----- Material provided
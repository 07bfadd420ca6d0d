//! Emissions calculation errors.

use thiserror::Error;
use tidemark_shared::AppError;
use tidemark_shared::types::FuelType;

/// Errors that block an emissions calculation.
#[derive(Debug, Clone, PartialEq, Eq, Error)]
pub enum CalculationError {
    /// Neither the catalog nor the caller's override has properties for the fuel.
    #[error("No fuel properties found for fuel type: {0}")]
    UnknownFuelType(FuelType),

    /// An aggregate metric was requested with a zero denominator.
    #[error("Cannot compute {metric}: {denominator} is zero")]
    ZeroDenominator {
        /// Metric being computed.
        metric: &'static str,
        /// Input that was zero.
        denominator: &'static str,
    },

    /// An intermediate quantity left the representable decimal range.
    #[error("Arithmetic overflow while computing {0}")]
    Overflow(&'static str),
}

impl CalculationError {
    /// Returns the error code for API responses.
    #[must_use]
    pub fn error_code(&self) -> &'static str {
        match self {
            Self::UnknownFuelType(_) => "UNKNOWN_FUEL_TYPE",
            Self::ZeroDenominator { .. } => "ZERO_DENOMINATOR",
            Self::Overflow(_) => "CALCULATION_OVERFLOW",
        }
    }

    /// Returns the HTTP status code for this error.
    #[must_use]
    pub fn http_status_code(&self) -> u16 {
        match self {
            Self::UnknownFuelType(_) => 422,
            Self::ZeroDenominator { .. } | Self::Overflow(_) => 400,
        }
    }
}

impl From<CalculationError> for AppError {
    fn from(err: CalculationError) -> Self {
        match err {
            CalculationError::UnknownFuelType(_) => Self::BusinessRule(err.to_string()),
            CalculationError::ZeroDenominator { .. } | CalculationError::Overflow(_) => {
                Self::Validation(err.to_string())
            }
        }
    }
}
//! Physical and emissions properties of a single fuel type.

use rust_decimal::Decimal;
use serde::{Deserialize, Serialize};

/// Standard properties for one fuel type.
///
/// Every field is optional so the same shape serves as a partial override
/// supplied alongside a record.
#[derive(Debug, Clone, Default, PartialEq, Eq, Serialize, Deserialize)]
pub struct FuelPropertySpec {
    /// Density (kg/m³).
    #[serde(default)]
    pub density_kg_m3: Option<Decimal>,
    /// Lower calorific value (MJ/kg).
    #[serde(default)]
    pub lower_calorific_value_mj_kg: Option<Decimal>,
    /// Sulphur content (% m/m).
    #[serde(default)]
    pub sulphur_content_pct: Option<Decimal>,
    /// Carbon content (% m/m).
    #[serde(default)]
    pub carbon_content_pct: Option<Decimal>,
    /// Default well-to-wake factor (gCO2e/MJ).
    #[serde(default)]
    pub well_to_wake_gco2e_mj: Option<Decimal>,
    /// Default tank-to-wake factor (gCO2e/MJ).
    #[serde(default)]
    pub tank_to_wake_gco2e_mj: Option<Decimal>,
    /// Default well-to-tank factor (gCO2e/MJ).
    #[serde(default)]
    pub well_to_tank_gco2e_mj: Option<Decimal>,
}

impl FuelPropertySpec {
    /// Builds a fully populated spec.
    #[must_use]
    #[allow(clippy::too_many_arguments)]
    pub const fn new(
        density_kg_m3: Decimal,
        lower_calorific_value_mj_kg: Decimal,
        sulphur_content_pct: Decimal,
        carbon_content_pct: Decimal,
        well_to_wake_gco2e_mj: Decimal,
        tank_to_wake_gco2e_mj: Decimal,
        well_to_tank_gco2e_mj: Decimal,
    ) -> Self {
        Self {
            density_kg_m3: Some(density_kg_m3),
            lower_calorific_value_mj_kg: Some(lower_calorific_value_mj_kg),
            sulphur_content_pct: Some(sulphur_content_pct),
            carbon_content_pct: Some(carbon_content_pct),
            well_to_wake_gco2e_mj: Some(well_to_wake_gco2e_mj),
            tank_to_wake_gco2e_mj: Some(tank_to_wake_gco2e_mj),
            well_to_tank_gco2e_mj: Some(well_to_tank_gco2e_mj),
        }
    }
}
----------
* Work to be completed *
Having gone through the data above, repeat it exactly.

* Response *
repository 07bfadd420ca6d0d
//! Emissions calculation errors.

use thiserror::Error;
use tidemark_shared::AppError;
use tidemark_shared::types::FuelType;

/// Errors that block an emissions calculation.
#[derive(Debug, Clone, PartialEq, Eq, Error)]
pub enum CalculationError {
    /// Neither the catalog nor the caller's override has properties for the fuel.
    #[error("No fuel properties found for fuel type: {0}")]
    UnknownFuelType(FuelType),

    /// An aggregate metric was requested with a zero denominator.
    #[error("Cannot compute {metric}: {denominator} is zero")]
    ZeroDenominator {
        /// Metric being computed.
        metric: &'static str,
        /// Input that was zero.
        denominator: &'static str,
    },

    /// An intermediate quantity left the representable decimal range.
    #[error("Arithmetic overflow while computing {0}")]
    Overflow(&'static str),
}

impl CalculationError {
    /// Returns the error code for API responses.
    #[must_use]
    pub fn error_code(&self) -> &'static str {
        match self {
            Self::UnknownFuelType(_) => "UNKNOWN_FUEL_TYPE",
            Self::ZeroDenominator { .. } => "ZERO_DENOMINATOR",
            Self::Overflow(_) => "CALCULATION_OVERFLOW",
        }
    }

    /// Returns the HTTP status code for this error.
    #[must_use]
    pub fn http_status_code(&self) -> u16 {
        match self {
            Self::UnknownFuelType(_) => 422,
            Self::ZeroDenominator { .. } | Self::Overflow(_) => 400,
        }
    }
}

impl From<CalculationError> for AppError {
    fn from(err: CalculationError) -> Self {
        match err {
            CalculationError::UnknownFuelType(_) => Self::BusinessRule(err.to_string()),
            CalculationError::ZeroDenominator { .. } | CalculationError::Overflow(_) => {
                Self::Validation(err.to_string())
            }
        }
    }
}
//! Physical and emissions properties of a single fuel type.

use rust_decimal::Decimal;
use serde::{Deserialize, Serialize};

/// Standard properties for one fuel type.
///
/// Every field is optional so the same shape serves as a partial override
/// supplied alongside a record.
#[derive(Debug, Clone, Default, PartialEq, Eq, Serialize, Deserialize)]
pub struct FuelPropertySpec {
    /// Density (kg/m³).
    #[serde(default)]
    pub density_kg_m3: Option<Decimal>,
    /// Lower calorific value (MJ/kg).
    #[serde(default)]
    pub lower_calorific_value_mj_kg: Option<Decimal>,
    /// Sulphur content (% m/m).
    #[serde(default)]
    pub sulphur_content_pct: Option<Decimal>,
    /// Carbon content (% m/m).
    #[serde(default)]
    pub carbon_content_pct: Option<Decimal>,
    /// Default well-to-wake factor (gCO2e/MJ).
    #[serde(default)]
    pub well_to_wake_gco2e_mj: Option<Decimal>,
    /// Default tank-to-wake factor (gCO2e/MJ).
    #[serde(default)]
    pub tank_to_wake_gco2e_mj: Option<Decimal>,
    /// Default well-to-tank factor (gCO2e/MJ).
    #[serde(default)]
    pub well_to_tank_gco2e_mj: Option<Decimal>,
}

impl FuelPropertySpec {
    /// Builds a fully populated spec.
    #[must_use]
    #[allow(clippy::too_many_arguments)]
    pub const fn new(
        density_kg_m3: Decimal,
        lower_calorific_value_mj_kg: Decimal,
        sulphur_content_pct: Decimal,
        carbon_content_pct: Decimal,
        well_to_wake_gco2e_mj: Decimal,
        tank_to_wake_gco2e_mj: Decimal,
        well_to_tank_gco2e_mj: Decimal,
    ) -> Self {
        Self {
            density_kg_m3: Some(density_kg_m3),
            lower_calorific_value_mj_kg: Some(lower_calorific_value_mj_kg),
            sulphur_content_pct: Some(sulphur_content_pct),
            carbon_content_pct: Some(carbon_content_pct),
            well_to_wake_gco2e_mj: Some(well_to_wake_gco2e_mj),
            tank_to_wake_gco2e_mj: Some(tank_to_wake_gco2e_mj),
            well_to_tank_gco2e_mj: Some(well_to_tank_gco2e_mj),
        }
    }
}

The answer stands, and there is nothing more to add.